*** Begin section ***
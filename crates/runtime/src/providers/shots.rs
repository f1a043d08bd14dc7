//! Firing order.

use std::collections::VecDeque;

use game_core::{Coordinate, GameConfig};

/// Pre-selected shot order. The protocol consumes shots in the order the
/// strategy yields them, skipping cells it has already fired at.
pub trait ShotStrategy: Send + Sync {
    fn next_shot(&mut self) -> Option<Coordinate>;
}

/// An explicit list of targets.
#[derive(Clone, Debug, Default)]
pub struct FixedShots {
    queue: VecDeque<Coordinate>,
}

impl FixedShots {
    pub fn new(shots: impl IntoIterator<Item = Coordinate>) -> Self {
        Self {
            queue: shots.into_iter().collect(),
        }
    }
}

impl ShotStrategy for FixedShots {
    fn next_shot(&mut self) -> Option<Coordinate> {
        self.queue.pop_front()
    }
}

/// Every cell once, row by row. Never runs out before the opponent's fleet
/// is sunk.
#[derive(Clone, Debug, Default)]
pub struct SweepShots {
    next: usize,
}

impl ShotStrategy for SweepShots {
    fn next_shot(&mut self) -> Option<Coordinate> {
        let size = GameConfig::BOARD_SIZE as usize;
        if self.next >= GameConfig::cell_count() {
            return None;
        }
        let coord = Coordinate::new((self.next % size) as u8, (self.next / size) as u8);
        self.next += 1;
        Some(coord)
    }
}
*** End section ***
• **Task statement**:
Work out how many lines above include the string "GameConfig", then give that number alone.

• **Finished exercise**:
3